Topics: Mitt Romney, Barack Obama, U.S. Politics, 2012 Elections, Politics News
In an interview this weekend on “60 Minutes,” President Barack Obama, responding to questions about the tone of the presidential campaign and the often-ugly TV ads made on his behalf, said this:
Do we see sometimes us going overboard in our campaign — are there mistakes that are made or areas where there’s no doubt that somebody could dispute how we are presenting things? You know, that happens in politics.
Meanwhile, Mitt Romney still won’t release more than two years of full tax returns.
What do these two situations have to do with each other and the election? Everything.
Despite baseless Republican assertions to the contrary, Barack Obama has sought from Day One to take responsibility for his actions as president. So, after three and a half years in which Republicans have blocked every piece of legislation Obama has proposed and generally been as uncooperative as possible — economic recovery be damned — Obama repeated this weekend what he has said before: “I take full responsibility for everything that we do.”
And yet Mitt Romney still refuses to take responsibility even for his own tax returns. Former colleagues of Romney’s report that Romney would have never even run for president if he thought he’d be pressed to release his tax returns. And then we see that, of the meager tax returns Romney does release, 2011 is altered to take a lower charitable deduction so that the governor’s effective tax rate is a still relatively low 13 percent instead of an embarrassingly low 9 percent. While President Obama appeals to voters as a straightforward and self-critical human being, Mitt Romney comes across as a cold and opaque elitist. Romney doesn’t think “the people” deserve to see his tax returns, let alone an accurate accounting of his tax rate and foreign investments.
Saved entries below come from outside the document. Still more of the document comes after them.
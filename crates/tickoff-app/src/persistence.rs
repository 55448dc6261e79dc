//! Durable storage for the task list.
//!
//! The whole list is written to a single named slot as a JSON array. Loading is
//! forgiving: an absent, unreadable or malformed slot yields an empty list, and
//! individual records that fail validation are dropped.

use anyhow::{Context, Error};
use serde::{Deserialize, Serialize};
use std::collections::{HashMap, HashSet};
use std::convert::Infallible;
use std::fs;
use std::io::{self, Write};
use std::path::{Path, PathBuf};
use std::sync::{Arc, Mutex, PoisonError};
use tickoff_core::{DueDate, Task, TaskId, TaskStatus, normalize_text};
use tracing::{debug, warn};

use crate::error::PersistError;

/// Slot key used when none is configured.
pub const DEFAULT_SLOT: &str = "tasks";

/// Persistence contract required by [`TaskStore`](crate::TaskStore).
pub trait TaskPersistence {
    /// Load the stored task list. Never fails: unusable data yields an empty list.
    fn load(&self) -> Vec<Task>;

    /// Replace the stored task list with `tasks`.
    ///
    /// # Errors
    /// Returns [`PersistError`] when encoding or writing fails.
    fn save(&self, tasks: &[Task]) -> Result<(), PersistError>;
}

/// Minimal key-value storage used by [`SlotPersistence`].
pub trait SlotBackend {
    /// Error type bubbled up from the backend.
    type Error: Into<Error>;

    /// Read a slot. Absent slots yield `Ok(None)`.
    ///
    /// # Errors
    /// Returns a backend-specific error when the slot exists but cannot be read.
    fn read(&self, key: &str) -> Result<Option<String>, Self::Error>;

    /// Overwrite a slot with `contents`.
    ///
    /// # Errors
    /// Returns a backend-specific error when the write fails.
    fn write(&self, key: &str, contents: &str) -> Result<(), Self::Error>;
}

/// Slots stored as `<dir>/<key>.json` files.
#[derive(Debug, Clone)]
pub struct FileSlots {
    dir: PathBuf,
}

impl FileSlots {
    /// Use `dir` as the slot directory. It is created on first write.
    pub fn new(dir: impl Into<PathBuf>) -> Self {
        Self { dir: dir.into() }
    }

    /// Directory holding the slot files.
    #[must_use]
    pub fn dir(&self) -> &Path {
        &self.dir
    }

    /// File backing the slot `key`.
    #[must_use]
    pub fn path_for(&self, key: &str) -> PathBuf {
        self.dir.join(format!("{key}.json"))
    }
}

impl SlotBackend for FileSlots {
    type Error = Error;

    fn read(&self, key: &str) -> Result<Option<String>, Self::Error> {
        let path = self.path_for(key);
        match fs::read_to_string(&path) {
            Ok(contents) => Ok(Some(contents)),
            Err(err) if err.kind() == io::ErrorKind::NotFound => Ok(None),
            Err(err) => Err(err).with_context(|| format!("failed to read {}", path.display())),
        }
    }

    fn write(&self, key: &str, contents: &str) -> Result<(), Self::Error> {
        let path = self.path_for(key);
        fs::create_dir_all(&self.dir)
            .with_context(|| format!("failed to create {}", self.dir.display()))?;

        // Write next to the target and rename so a crash never leaves a torn file.
        let mut tmp = tempfile::NamedTempFile::new_in(&self.dir)
            .with_context(|| format!("failed to create temp file in {}", self.dir.display()))?;
        tmp.write_all(contents.as_bytes())?;
        tmp.as_file().sync_all()?;
        tmp.persist(&path)
            .map_err(|err| err.error)
            .with_context(|| format!("failed to replace {}", path.display()))?;

        debug!(path = %path.display(), bytes = contents.len(), "Wrote slot");
        Ok(())
    }
}

/// In-memory slots, used for tests and ephemeral sessions.
#[derive(Debug, Default)]
pub struct MemorySlots {
    slots: Mutex<HashMap<String, String>>,
}

impl MemorySlots {
    /// Create an empty set of slots.
    #[must_use]
    pub fn new() -> Self {
        Self::default()
    }

    /// Seed a slot with raw contents.
    #[must_use]
    pub fn with_slot(self, key: &str, contents: &str) -> Self {
        self.put(key, contents);
        self
    }

    /// Current raw contents of a slot.
    #[must_use]
    pub fn get(&self, key: &str) -> Option<String> {
        self.slots
            .lock()
            .unwrap_or_else(PoisonError::into_inner)
            .get(key)
            .cloned()
    }

    fn put(&self, key: &str, contents: &str) {
        self.slots
            .lock()
            .unwrap_or_else(PoisonError::into_inner)
            .insert(key.to_owned(), contents.to_owned());
    }
}

impl SlotBackend for MemorySlots {
    type Error = Infallible;

    fn read(&self, key: &str) -> Result<Option<String>, Self::Error> {
        Ok(self.get(key))
    }

    fn write(&self, key: &str, contents: &str) -> Result<(), Self::Error> {
        self.put(key, contents);
        Ok(())
    }
}

impl<B> SlotBackend for &B
where
    B: SlotBackend + ?Sized,
{
    type Error = B::Error;

    fn read(&self, key: &str) -> Result<Option<String>, Self::Error> {
        (*self).read(key)
    }

    fn write(&self, key: &str, contents: &str) -> Result<(), Self::Error> {
        (*self).write(key, contents)
    }
}

impl<B> SlotBackend for Arc<B>
where
    B: SlotBackend + ?Sized,
{
    type Error = B::Error;

    fn read(&self, key: &str) -> Result<Option<String>, Self::Error> {
        (**self).read(key)
    }

    fn write(&self, key: &str, contents: &str) -> Result<(), Self::Error> {
        (**self).write(key, contents)
    }
}

/// Stored shape of a task. Field names are shared with existing task files.
#[derive(Debug, Clone, PartialEq, Eq, Serialize, Deserialize)]
#[serde(rename_all = "camelCase")]
pub struct TaskRecord {
    /// Task identifier.
    pub id: TaskId,
    /// Task text.
    pub task: String,
    /// `MM/dd/yyyy` or the "No due date" sentinel.
    pub due_date: DueDate,
    /// Completion flag.
    pub completed: bool,
    /// Redundant status string kept for compatibility.
    pub status: TaskStatus,
}

impl From<&Task> for TaskRecord {
    fn from(task: &Task) -> Self {
        Self {
            id: task.id,
            task: task.text.clone(),
            due_date: task.due,
            completed: task.completed,
            status: task.status(),
        }
    }
}

/// Reasons a stored record is rejected on load.
#[derive(thiserror::Error, Debug)]
pub enum RecordError {
    /// Missing or ill-typed field.
    #[error("malformed record: {0}")]
    Malformed(#[from] serde_json::Error),
    /// Text is empty after trimming.
    #[error("record {0} has blank text")]
    BlankText(TaskId),
}

impl TryFrom<TaskRecord> for Task {
    type Error = RecordError;

    fn try_from(record: TaskRecord) -> Result<Self, Self::Error> {
        let text = normalize_text(&record.task).ok_or(RecordError::BlankText(record.id))?;
        if record.status != TaskStatus::from_completed(record.completed) {
            debug!(id = %record.id, status = %record.status, "Status disagrees with completed flag; using completed");
        }
        Ok(Self {
            id: record.id,
            text,
            due: record.due_date,
            completed: record.completed,
        })
    }
}

/// Encode tasks into the slot format.
///
/// # Errors
/// Returns an error if JSON serialization fails.
pub fn encode_tasks(tasks: &[Task]) -> Result<String, serde_json::Error> {
    let records: Vec<TaskRecord> = tasks.iter().map(TaskRecord::from).collect();
    serde_json::to_string_pretty(&records)
}

/// Decode slot contents, dropping anything that does not validate.
#[must_use]
pub fn decode_tasks(contents: &str) -> Vec<Task> {
    let values: Vec<serde_json::Value> = match serde_json::from_str(contents) {
        Ok(values) => values,
        Err(err) => {
            warn!(%err, "Stored task list is not a JSON array; starting empty");
            return Vec::new();
        }
    };

    let mut seen = HashSet::new();
    let mut tasks = Vec::with_capacity(values.len());
    for (index, value) in values.into_iter().enumerate() {
        match decode_record(value) {
            Ok(task) if seen.insert(task.id) => tasks.push(task),
            Ok(task) => warn!(index, id = %task.id, "Dropping duplicate task record"),
            Err(err) => warn!(index, %err, "Dropping invalid task record"),
        }
    }
    tasks
}

fn decode_record(value: serde_json::Value) -> Result<Task, RecordError> {
    let record: TaskRecord = serde_json::from_value(value)?;
    Task::try_from(record)
}

/// [`TaskPersistence`] writing the task list to one slot of a [`SlotBackend`].
#[derive(Debug, Clone)]
pub struct SlotPersistence<B> {
    backend: B,
    key: String,
}

impl<B> SlotPersistence<B> {
    /// Persist under [`DEFAULT_SLOT`].
    pub fn new(backend: B) -> Self {
        Self::with_key(backend, DEFAULT_SLOT)
    }

    /// Persist under a custom slot key.
    pub fn with_key(backend: B, key: impl Into<String>) -> Self {
        Self {
            backend,
            key: key.into(),
        }
    }

    /// Slot key in use.
    #[must_use]
    pub fn key(&self) -> &str {
        &self.key
    }

    /// Borrow the backend.
    pub const fn backend(&self) -> &B {
        &self.backend
    }
}

impl<B: SlotBackend> TaskPersistence for SlotPersistence<B> {
    fn load(&self) -> Vec<Task> {
        match self.backend.read(&self.key) {
            Ok(Some(contents)) => decode_tasks(&contents),
            Ok(None) => Vec::new(),
            Err(err) => {
                let err: Error = err.into();
                warn!(key = %self.key, "Failed to read task slot, starting empty: {err:#}");
                Vec::new()
            }
        }
    }

    fn save(&self, tasks: &[Task]) -> Result<(), PersistError> {
        let contents = encode_tasks(tasks)?;
        self.backend
            .write(&self.key, &contents)
            .map_err(|err| PersistError::Slot {
                key: self.key.clone(),
                source: err.into(),
            })?;
        debug!(key = %self.key, count = tasks.len(), "Saved tasks");
        Ok(())
    }
}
And then consider Romney’s two most prominent missteps as of late — a very inaccurate and dangerous statement about surging violence in the Middle East and his secretly recorded statements writing off 47 percent of Americans as dependent “victims.” Pretty much any other politician imaginable would walk these remarks back. Heck, even Todd Akin apologized after his abominable statements on “legitimate rape.” But Romney? No, he actually doubled down in both instances — defending his reckless remarks and turning what could have been mere gaffes into central pillars of his campaign.